| ||Meet Harvesta Greene Williams|
CTR's Director of Religious Education (K-6)
By Gretchen R. Crowe
(This Profile originally appeared in the Arlington Catholic Herald under the title ‘He makes a way out of no way’.)
A graduate of Lord Fairfax Community College, she received a Bachelor's in Religion in 1998 from Shenandoah University and a Master's in Pastoral Studies from Washington Theological Union in 2002.
Every Good Friday afternoon, between noon and 3 p.m., Harvesta Greene Williams maintains perfect silence, usually with Scripture in her lap. It’s a tradition passed onto her by her parents, especially her mother, who made her five children observe that sacred time of Jesus’ hanging on the cross and death without making a peep.
Observing that quiet time is just one thing Williams learned from her adult role models, who included not only her father, Norman, who worked two jobs to provide for his family, and her mother, Mary, a United Methodist who taught her children the Baltimore Catechism, but catechists and youth group leaders of her home parish of Sacred Heart of Jesus in Winchester.
Their influence has been so lasting that Williams, 60, has served in six Catholic churches — three in the Arlington Diocese — and has a desire to spread her love of Jesus to everyone she meets. But Williams’ life hasn’t been with out its bumps in the road, including an unplanned pregnancy and a zigzag career that tried to balance professional life with young motherhood. Through it all, she had a deep yearning to find Jesus in her life — and to keep Him there.
Winchester Born and Raised
Williams, the director of religious education (DRE) for kindergarten through sixth grade at Christ the Redeemer Church in Sterling, was born Jan. 2, 1951, in Winchester. The middle of five children, she attended Sacred Heart Academy and was influenced by the example of the nuns around her. The school, church and her family life all supported each other, and she received an encompassing sense of what it means to be Christian.
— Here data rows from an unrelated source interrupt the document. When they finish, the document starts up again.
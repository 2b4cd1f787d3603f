use std::time::{Duration, Instant};

/// Timing snapshot for one frame.
#[derive(Debug, Copy, Clone)]
pub struct FrameTime {
    /// Seconds since the previous tick, clamped.
    pub dt: f32,

    /// Monotonic timestamp taken at the tick.
    pub now: Instant,

    /// Frames ticked before this one.
    pub frame_index: u64,
}

/// Produces [`FrameTime`] snapshots with clamped delta time.
///
/// The upper clamp keeps animation from jumping after a stall (debugger,
/// minimized window); the lower clamp avoids zero dt from tight loops.
#[derive(Debug, Clone)]
pub struct FrameClock {
    last: Instant,
    frame_index: u64,
    dt_min: Duration,
    dt_max: Duration,
}

impl FrameClock {
    pub fn new() -> Self {
        Self::with_clamps(Duration::from_micros(100), Duration::from_millis(250))
    }

    pub fn with_clamps(dt_min: Duration, dt_max: Duration) -> Self {
        debug_assert!(dt_min <= dt_max);
        Self {
            last: Instant::now(),
            frame_index: 0,
            dt_min,
            dt_max,
        }
    }

    /// Resets the baseline, e.g. after the surface was reconfigured.
    pub fn reset(&mut self) {
        self.last = Instant::now();
    }

    pub fn tick(&mut self) -> FrameTime {
        let now = Instant::now();
        let dt = now
            .saturating_duration_since(self.last)
            .clamp(self.dt_min, self.dt_max);
        self.last = now;

        let ft = FrameTime {
            dt: dt.as_secs_f32(),
            now,
            frame_index: self.frame_index,
        };
        self.frame_index = self.frame_index.wrapping_add(1);
        ft
    }
}

impl Default for FrameClock {
    fn default() -> Self {
        Self::new()
    }
}

/// Accumulates frame deltas and reports the average frame rate once per window.
#[derive(Debug, Clone)]
pub struct FrameRateSampler {
    window: f32,
    elapsed: f32,
    frames: u32,
}

impl FrameRateSampler {
    /// `window_secs` is the sampling period; values below 1 ms are raised to 1 ms.
    pub fn new(window_secs: f32) -> Self {
        Self {
            window: window_secs.max(0.001),
            elapsed: 0.0,
            frames: 0,
        }
    }

    /// Records one frame. Returns the average FPS when a window completes.
    pub fn record(&mut self, dt: f32) -> Option<f32> {
        self.elapsed += dt;
        self.frames += 1;
        if self.elapsed < self.window {
            return None;
        }
        let fps = self.frames as f32 / self.elapsed;
        self.elapsed = 0.0;
        self.frames = 0;
        Some(fps)
    }
}
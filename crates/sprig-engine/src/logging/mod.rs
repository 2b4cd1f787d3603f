//! Logging utilities.
//!
//! The engine logs through the `log` facade; this module only installs the
//! `env_logger` backend for binaries that want one.

mod init;

pub use init::{init_logging, LoggingConfig};
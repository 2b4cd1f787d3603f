//! Frame timing.
//!
//! - one `FrameClock` per window, ticked once per presented frame
//! - `FrameRateSampler` turns those ticks into periodic FPS readings, which the
//!   demo logs next to the sprite batch's draw-call counters

mod frame_clock;

pub use frame_clock::{FrameClock, FrameRateSampler, FrameTime};
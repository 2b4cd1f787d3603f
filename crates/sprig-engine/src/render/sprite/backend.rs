use std::sync::atomic::{AtomicU64, Ordering};

use glam::Mat4;

use super::vertex::SpriteVertex;

/// Process-unique texture identity.
///
/// The batch compares ids, not handles, to decide whether a draw starts a new
/// texture run.
#[derive(Debug, Copy, Clone, PartialEq, Eq, Hash, PartialOrd, Ord)]
pub struct TextureId(u64);

impl TextureId {
    /// Allocates a fresh id.
    pub fn next() -> Self {
        static NEXT: AtomicU64 = AtomicU64::new(1);
        Self(NEXT.fetch_add(1, Ordering::Relaxed))
    }
}

/// What the batch needs to know about a texture.
pub trait BatchTexture {
    fn id(&self) -> TextureId;
    fn width(&self) -> u32;
    fn height(&self) -> u32;
}

/// Blend equation used when a flush is drawn.
#[derive(Debug, Copy, Clone, Default, PartialEq, Eq, Hash)]
pub enum BlendMode {
    /// `src + dst * (1 - src.a)`; expects premultiplied texels and tint.
    #[default]
    Premultiplied,
    /// `src * src.a + dst * (1 - src.a)` on color and alpha; straight-alpha texels.
    Alpha,
    /// `src * src.a + dst`.
    Additive,
}

/// Graphics-device seam consumed by [`SpriteBatch`](super::SpriteBatch).
///
/// Call order within a session is always:
/// `begin_session` → `bind_shader` → `set_proj_trans` →
/// (`bind_texture` | `set_blend_mode` | `draw_indexed` | `bind_shader` | `set_proj_trans`)* →
/// `end_session`.
///
/// Implementations own every GPU resource they create and release them when
/// told to (`release_mesh`, `release_shader`), on the thread that created them.
pub trait GraphicsBackend {
    type Texture: BatchTexture;
    type Shader;

    /// Creates the shader used when the caller does not supply one.
    fn default_shader(&mut self) -> Self::Shader;

    /// Allocates GPU storage for `max_vertices` and uploads the static index pattern.
    fn prepare_mesh(&mut self, max_vertices: usize, indices: &[u16]);

    /// Starts recording a batch session.
    fn begin_session(&mut self);

    fn bind_shader(&mut self, shader: &Self::Shader);

    /// Sets the combined `projection * transform` matrix for subsequent draws.
    fn set_proj_trans(&mut self, combined: Mat4);

    fn bind_texture(&mut self, texture: &Self::Texture);

    fn set_blend_mode(&mut self, mode: BlendMode);

    /// Draws `index_count` indices of the prepared index pattern over `vertices`.
    fn draw_indexed(&mut self, vertices: &[SpriteVertex], index_count: u32);

    /// Finishes the session: restores default blend/depth state and submits work.
    fn end_session(&mut self);

    fn release_shader(&mut self, shader: Self::Shader);

    fn release_mesh(&mut self);
}
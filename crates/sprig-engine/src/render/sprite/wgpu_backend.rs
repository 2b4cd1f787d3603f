use std::collections::HashMap;
use std::num::NonZeroU64;
use std::sync::Arc;
use std::sync::atomic::{AtomicU64, Ordering};

use anyhow::{ensure, Result};
use glam::Mat4;
use wgpu::util::DeviceExt;

use crate::render::{RenderCtx, RenderTarget};

use super::backend::{BatchTexture, BlendMode, GraphicsBackend, TextureId};
use super::vertex::SpriteVertex;

const PROJ_TRANS_SIZE: u64 = std::mem::size_of::<[f32; 16]>() as u64;

/// Matrix slots allocated per session before the uniform arena grows.
const INITIAL_UNIFORM_SLOTS: u64 = 64;

/// Mesh-sized vertex uploads that fit in the vertex arena before it grows.
const INITIAL_VERTEX_FLUSHES: u64 = 4;

// ── shader ────────────────────────────────────────────────────────────────

/// Identity of a [`WgpuShader`], used to key cached pipelines.
#[derive(Debug, Copy, Clone, PartialEq, Eq, Hash)]
pub struct ShaderId(u64);

impl ShaderId {
    fn next() -> Self {
        static NEXT: AtomicU64 = AtomicU64::new(1);
        Self(NEXT.fetch_add(1, Ordering::Relaxed))
    }
}

/// A WGSL module with `vs_main`/`fs_main` entry points matching the sprite
/// vertex layout and bind groups (see `shaders/sprite.wgsl`).
#[derive(Debug, Clone)]
pub struct WgpuShader {
    id: ShaderId,
    module: Arc<wgpu::ShaderModule>,
}

impl WgpuShader {
    #[inline]
    pub fn id(&self) -> ShaderId {
        self.id
    }
}

// ── texture ───────────────────────────────────────────────────────────────

#[derive(Debug)]
struct TextureInner {
    /// Storage behind the bind group's view.
    _texture: wgpu::Texture,
    bind_group: wgpu::BindGroup,
}

/// GPU texture with its sprite bind group. Cheap to clone.
#[derive(Debug, Clone)]
pub struct WgpuTexture {
    id: TextureId,
    width: u32,
    height: u32,
    inner: Arc<TextureInner>,
}

impl BatchTexture for WgpuTexture {
    fn id(&self) -> TextureId {
        self.id
    }
    fn width(&self) -> u32 {
        self.width
    }
    fn height(&self) -> u32 {
        self.height
    }
}

// ── arena ─────────────────────────────────────────────────────────────────

/// Buffer written at increasing offsets during one session.
///
/// Every flush recorded into the session's encoder needs its own byte range:
/// `queue.write_buffer` lands before the encoder executes, so reusing a range
/// would make earlier passes read later data.
struct Arena {
    label: &'static str,
    usage: wgpu::BufferUsages,
    buffer: wgpu::Buffer,
    capacity: u64,
    cursor: u64,
}

impl Arena {
    fn new(device: &wgpu::Device, label: &'static str, usage: wgpu::BufferUsages, capacity: u64) -> Self {
        let buffer = device.create_buffer(&wgpu::BufferDescriptor {
            label: Some(label),
            size: capacity,
            usage: usage | wgpu::BufferUsages::COPY_DST,
            mapped_at_creation: false,
        });
        Self { label, usage, buffer, capacity, cursor: 0 }
    }

    fn reset(&mut self) {
        self.cursor = 0;
    }

    /// Reserves `size` bytes at an `align`-ed offset. Returns the offset and
    /// whether the backing buffer was replaced.
    ///
    /// A replaced buffer stays alive as long as passes recorded against it.
    fn alloc(&mut self, device: &wgpu::Device, size: u64, align: u64) -> (u64, bool) {
        let (offset, cursor, grew) = place(self.cursor, self.capacity, size, align);
        if grew {
            let capacity = grown_capacity(self.capacity, size);
            log::debug!("{}: growing {} -> {} bytes", self.label, self.capacity, capacity);
            *self = Self::new(device, self.label, self.usage, capacity);
        }
        self.cursor = cursor;
        (offset, grew)
    }

    fn destroy(self) {
        self.buffer.destroy();
    }
}

/// Places `size` bytes after `cursor` in an arena of `capacity` bytes.
///
/// Returns `(offset, new_cursor, grew)`. When the range does not fit, the
/// allocation moves to offset 0 of a fresh, larger buffer.
fn place(cursor: u64, capacity: u64, size: u64, align: u64) -> (u64, u64, bool) {
    let offset = align_to(cursor, align);
    if offset + size <= capacity {
        (offset, offset + size, false)
    } else {
        (0, size, true)
    }
}

#[inline]
fn align_to(value: u64, align: u64) -> u64 {
    debug_assert!(align.is_power_of_two());
    (value + align - 1) & !(align - 1)
}

#[inline]
fn grown_capacity(current: u64, required: u64) -> u64 {
    (current * 2).max(required).next_power_of_two()
}

/// First piece of state a flush needs that is not bound.
fn missing_flush_state(session: bool, texture: bool, shader: bool) -> Option<&'static str> {
    if !session {
        Some("session")
    } else if !texture {
        Some("texture")
    } else if !shader {
        Some("shader")
    } else {
        None
    }
}

// ── blend ─────────────────────────────────────────────────────────────────

fn blend_state(mode: BlendMode) -> wgpu::BlendState {
    match mode {
        BlendMode::Premultiplied => wgpu::BlendState::PREMULTIPLIED_ALPHA_BLENDING,
        BlendMode::Alpha => {
            let c = wgpu::BlendComponent {
                src_factor: wgpu::BlendFactor::SrcAlpha,
                dst_factor: wgpu::BlendFactor::OneMinusSrcAlpha,
                operation: wgpu::BlendOperation::Add,
            };
            wgpu::BlendState { color: c, alpha: c }
        }
        BlendMode::Additive => wgpu::BlendState {
            color: wgpu::BlendComponent {
                src_factor: wgpu::BlendFactor::SrcAlpha,
                dst_factor: wgpu::BlendFactor::One,
                operation: wgpu::BlendOperation::Add,
            },
            alpha: wgpu::BlendComponent {
                src_factor: wgpu::BlendFactor::One,
                dst_factor: wgpu::BlendFactor::One,
                operation: wgpu::BlendOperation::Add,
            },
        },
    }
}
pub mod patch;
pub mod recipe;

pub use patch::RecipePatch;
pub use recipe::{is_copy, needs_review, Rating, Recipe, Visibility};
“It says something to me about that whole sense of community,” Williams said, speaking from a classroom in Christ the Redeemer’s religious education center recently. “The whole sense of ‘we are Church,’ although that’s not how they phrased it back then.”
Harvesta at Five
Harvesta and Her Brother and Sisters
From early on, Williams was fascinated with ministry and the Church. She attended Catholic Youth Organization (CYO) events in eighth grade, before she officially was eligible. She gleaned a love of Scripture from her mother, grandparents and aunt, who lived with her. All devout United Methodists, the older folks in her house were referred to as “the old saints,” and they read the Bible every night.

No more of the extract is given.